When he finally did come home, the consequences of living apart all those years clearly showed. He preferred to eat his main meal at noon, she wanted to eat dinner by candlelight. He had a pedantic approach to clutter – more or less everything was clutter – and she was irritated by him moving her stuff around. But there were times when he’d put on the record player and sweep her away in a dance or two, crooning along as Frankie Valli sang “Can’t take my eyes off of you”. And she laughed and swirled as they turned and dipped, two people moving to the same rhythm, the same underlying heartbeat – some moments of perfection, of togetherness. In those moments, their love was still there, visible to all of us.
These days, I’m the one who travels the world for business. It is me who spends endless hours on airplanes, who hurries from gate to gate, always in a rush, always on my way to somewhere else. Recently, I happened to fly with my father’s favourite airline. And when the hostess placed the little delft house in my hands, it was like being hurtled back in time, to those long gone days when my father would grin as he handed over his latest airline collectible. My eyes stung, and I was swept with a burning desire to see my father again, to hug him and tell him I love him. That, sadly, is impossible. My father is among those we commemorate with gasping candles, little beacons of light in the resting place of the dead.
It happens at times that I think I see my father. He’s standing somewhat to the side, his hands clasped behind his back. And every time I do, I rush towards him, only to realise halfway there that the man presently perusing the ducks is a stranger. But every time I hear Frankie Vallie sing “you’re just too good to be true” I see him with my mother in his arms, elegantly turning them across the living room floor. He is smiling down at her, and she is clinging to him, eyes ablaze with pride and love. That’s how I will always remember him.
My latest delft house now stands among the others, one more little miniature in blue and white. I run a finger over the dark blue roofs and hope that somewhere way up high, my father sees me and smiles. Jag älskar dig, Pappa.
I love your writing, Anna! And here is such a beautiful rendition of the challenges inherent in family displacement and the awful sense of dislocation that can result. What a journey!
Thanks!
And yes, there was definitely a major sensation of displacement – at least initially.
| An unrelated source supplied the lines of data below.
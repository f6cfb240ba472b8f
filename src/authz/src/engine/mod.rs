//! Authorization engine
//!
//! Orchestrates assignment lookup, scope filtering, role definition
//! resolution and permission matching into an [`AuthorizationDecision`].

pub mod decision;

pub use decision::AuthorizationDecision;

use crate::error::Result;
use crate::provider::{RoleAssignmentProvider, RoleDefinitionProvider};
use crate::scope::segments_prefix_match;
use crate::segment;
use crate::types::{RoleAssignment, RoleDefinition};
use crate::validation::{validate_permission_named, validate_scope_named};

use std::sync::Arc;
use tracing::{debug, info, trace};

/// Boolean access check
pub trait Authorizer<I: ?Sized> {
    /// Whether `identity` holds `permission` at `resource`
    fn is_authorized(&self, identity: &I, resource: &str, permission: &str) -> Result<bool>;
}

/// Default post-grant check: accept every candidate
fn accept_all<I: ?Sized>(_: &I, _: &RoleAssignment, _: &RoleDefinition) -> bool {
    true
}

/// RBAC authorization engine
///
/// # Pipeline
///
/// ```text
/// identity → RoleAssignmentProvider → scope filter → RoleDefinitionProvider
///          → assignable-scope check → permission patterns → callback → decision
/// ```
///
/// The engine is stateless apart from its two providers, which are fixed at
/// construction. It is `Send + Sync` and cheap to clone.
pub struct AuthorizationEngine<I: ?Sized> {
    /// Source of the identity's role assignments
    role_assignments: Arc<dyn RoleAssignmentProvider<I>>,

    /// Source of role definitions
    role_definitions: Arc<dyn RoleDefinitionProvider>,
}

impl<I: ?Sized> Clone for AuthorizationEngine<I> {
    fn clone(&self) -> Self {
        Self {
            role_assignments: Arc::clone(&self.role_assignments),
            role_definitions: Arc::clone(&self.role_definitions),
        }
    }
}

impl<I: ?Sized> AuthorizationEngine<I> {
    /// Create an engine over the given providers
    pub fn new(
        role_assignments: Arc<dyn RoleAssignmentProvider<I>>,
        role_definitions: Arc<dyn RoleDefinitionProvider>,
    ) -> Self {
        Self {
            role_assignments,
            role_definitions,
        }
    }

    pub fn role_assignment_provider(&self) -> &Arc<dyn RoleAssignmentProvider<I>> {
        &self.role_assignments
    }

    pub fn role_definition_provider(&self) -> &Arc<dyn RoleDefinitionProvider> {
        &self.role_definitions
    }

    /// Check access, evaluating every assignment
    ///
    /// # Arguments
    ///
    /// * `identity` - Requesting identity, handed to the assignment provider
    /// * `resource` - Rooted scope being accessed, e.g. `/Daycare/LittleBee`
    /// * `permission` - Concrete permission, e.g. `Bubble/burst`
    pub fn check_access(
        &self,
        identity: &I,
        resource: &str,
        permission: &str,
    ) -> Result<AuthorizationDecision> {
        self.check_access_with(identity, resource, permission, accept_all::<I>, true)
    }

    /// Check access with a post-grant callback, evaluating every assignment
    pub fn check_access_with_callback<F>(
        &self,
        identity: &I,
        resource: &str,
        permission: &str,
        check: F,
    ) -> Result<AuthorizationDecision>
    where
        F: Fn(&I, &RoleAssignment, &RoleDefinition) -> bool,
    {
        self.check_access_with(identity, resource, permission, check, true)
    }

    /// Check access
    ///
    /// Every assignment whose scope contains `resource`, whose role definition
    /// resolves, may be assigned at the assignment's scope and has a pattern
    /// matching `permission`, is passed to `check`. Those it accepts are
    /// recorded. With `evaluate_all == false` scanning stops at the first
    /// recorded assignment.
    ///
    /// # Errors
    ///
    /// `resource` and `permission` are validated before any provider is
    /// consulted. Provider errors and malformed assignment scopes propagate.
    pub fn check_access_with<F>(
        &self,
        identity: &I,
        resource: &str,
        permission: &str,
        check: F,
        evaluate_all: bool,
    ) -> Result<AuthorizationDecision>
    where
        F: Fn(&I, &RoleAssignment, &RoleDefinition) -> bool,
    {
        validate_scope_named(resource, "resource")?;
        validate_permission_named(permission, "permission")?;

        debug!(
            "Authorization request: resource={}, permission={}, evaluate_all={}",
            resource, permission, evaluate_all
        );

        let assignments = self.role_assignments.role_assignments(identity)?;
        if assignments.is_empty() {
            debug!("Identity holds no role assignments");
            return Ok(AuthorizationDecision::denied());
        }

        debug!("Evaluating {} role assignments", assignments.len());

        let resource_segments = segment::split(resource);
        let permission_segments = segment::split(permission);
        let mut matches = Vec::new();

        for assignment in assignments {
            validate_scope_named(&assignment.scope, "assignment.scope")?;
            let assignment_scope = segment::split(&assignment.scope);

            if !segments_prefix_match(&assignment_scope, &resource_segments) {
                trace!("Assignment '{}' at '{}' is out of scope", assignment.id, assignment.scope);
                continue;
            }

            let Some(definition) = self
                .role_definitions
                .role_definition(&assignment.role_definition_id)?
            else {
                debug!(
                    "Skipping assignment '{}': role definition '{}' not found",
                    assignment.id, assignment.role_definition_id
                );
                continue;
            };

            if !definition.is_assignable_at_segments(&assignment_scope) {
                debug!(
                    "Skipping assignment '{}': role '{}' is not assignable at '{}'",
                    assignment.id,
                    definition.id(),
                    assignment.scope
                );
                continue;
            }

            if !definition.grants_segments(&permission_segments) {
                trace!("Role '{}' does not grant '{}'", definition.id(), permission);
                continue;
            }

            if !check(identity, &assignment, definition.as_ref()) {
                debug!("Callback rejected assignment '{}'", assignment.id);
                continue;
            }

            debug!("Assignment '{}' (role '{}') grants access", assignment.id, definition.id());
            matches.push(assignment);

            if !evaluate_all {
                break;
            }
        }

        let decision = AuthorizationDecision::from_matches(matches);

        info!(
            "Decision: {} on '{}' for '{}' ({} matching assignments)",
            if decision.is_granted() { "ALLOW" } else { "DENY" },
            resource,
            permission,
            decision.matched_assignments().len()
        );

        Ok(decision)
    }
}

impl<I: ?Sized> Authorizer<I> for AuthorizationEngine<I> {
    fn is_authorized(&self, identity: &I, resource: &str, permission: &str) -> Result<bool> {
        self.check_access_with(identity, resource, permission, accept_all::<I>, false)
            .map(|decision| decision.is_granted())
    }
}
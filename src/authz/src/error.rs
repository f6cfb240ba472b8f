//! Error types for the authorization engine

use thiserror::Error;

/// Broad classification of an [`AuthzError`]
#[derive(Debug, Clone, Copy, PartialEq, Eq, Hash)]
pub enum ErrorKind {
    /// A supplied value is structurally invalid (empty, malformed, duplicated)
    OutOfRange,
    /// A role assignment or role definition provider failed
    Provider,
    /// Reading a document failed
    Io,
    /// A document could not be parsed
    Parse,
}

/// Authorization engine errors
#[derive(Debug, Error)]
pub enum AuthzError {
    /// Required string argument is empty
    #[error("{param} must not be empty")]
    Empty { param: &'static str },

    /// Permission contains the wildcard token
    #[error("{param}: permission cannot contain wildcards - '{value}'")]
    WildcardInPermission { param: &'static str, value: String },

    /// Permission or permission pattern starts with a delimiter
    #[error("{param}: '{value}' must not start with a delimiter (one of '/')")]
    LeadingDelimiter { param: &'static str, value: String },

    /// Scope is not rooted
    #[error("{param}: scope '{value}' must start with a delimiter (one of '/')")]
    UnrootedScope { param: &'static str, value: String },

    /// Collection must contain at least one entry
    #[error("{param} must contain at least one entry")]
    EmptyCollection { param: &'static str },

    /// Role definition id already indexed (case-insensitive)
    #[error("role definition with id '{0}' already exists")]
    DuplicateRoleDefinition(String),

    /// Role assignment or role definition provider failure
    #[error("Provider error: {0}")]
    Provider(String),

    /// Document could not be parsed
    #[error("Invalid document: {0}")]
    Parse(#[from] serde_json::Error),

    /// I/O error
    #[error("I/O error: {0}")]
    Io(#[from] std::io::Error),
}

impl AuthzError {
    /// Classify this error
    pub fn kind(&self) -> ErrorKind {
        match self {
            Self::Empty { .. }
            | Self::WildcardInPermission { .. }
            | Self::LeadingDelimiter { .. }
            | Self::UnrootedScope { .. }
            | Self::EmptyCollection { .. }
            | Self::DuplicateRoleDefinition(_) => ErrorKind::OutOfRange,
            Self::Provider(_) => ErrorKind::Provider,
            Self::Parse(_) => ErrorKind::Parse,
            Self::Io(_) => ErrorKind::Io,
        }
    }

    /// Whether this error reports an invalid argument
    pub fn is_out_of_range(&self) -> bool {
        self.kind() == ErrorKind::OutOfRange
    }

    /// Name of the offending argument or field, when known
    pub fn param(&self) -> Option<&'static str> {
        match self {
            Self::Empty { param }
            | Self::WildcardInPermission { param, .. }
            | Self::LeadingDelimiter { param, .. }
            | Self::UnrootedScope { param, .. }
            | Self::EmptyCollection { param } => Some(*param),
            _ => None,
        }
    }
}

/// Result type for authorization operations
pub type Result<T> = std::result::Result<T, AuthzError>;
Your post was quite beautifully moving. Sad and yet full of love. I have lost both my parents and miss them very much. Like you, sometimes I see my mother only to realise as I get closer that it is not her. Sometimes I hear my father’s familiar whistle and I think he is close by calling me. I hold on to my wonderful memories of when we, (my sister, our mum and dad and I) lived in England. As you stated, we can not go back to the homeland we knew as it has moved on without us and not as familiar as we remember. Those wonderful happy memories from the past are just that memories, but they are something I will treasure for the rest of my life and I am so fortunate to have them.
Dear Carole,
The comment regarding your father’s whistle had me smiling – my father always whistled for us. You’re right; the memories are an invaluable treasure trove, and it is a gift to have them.
Collections so do bring back memories. It’s really just books with me. Most of them tell a story apart from the one inside the covers, especially the oldest. Is that why we collect?
Probably… People who have lost it all, rarely miss their most expensive stuff, they miss their photos and trinkets, tenuous connections to their past.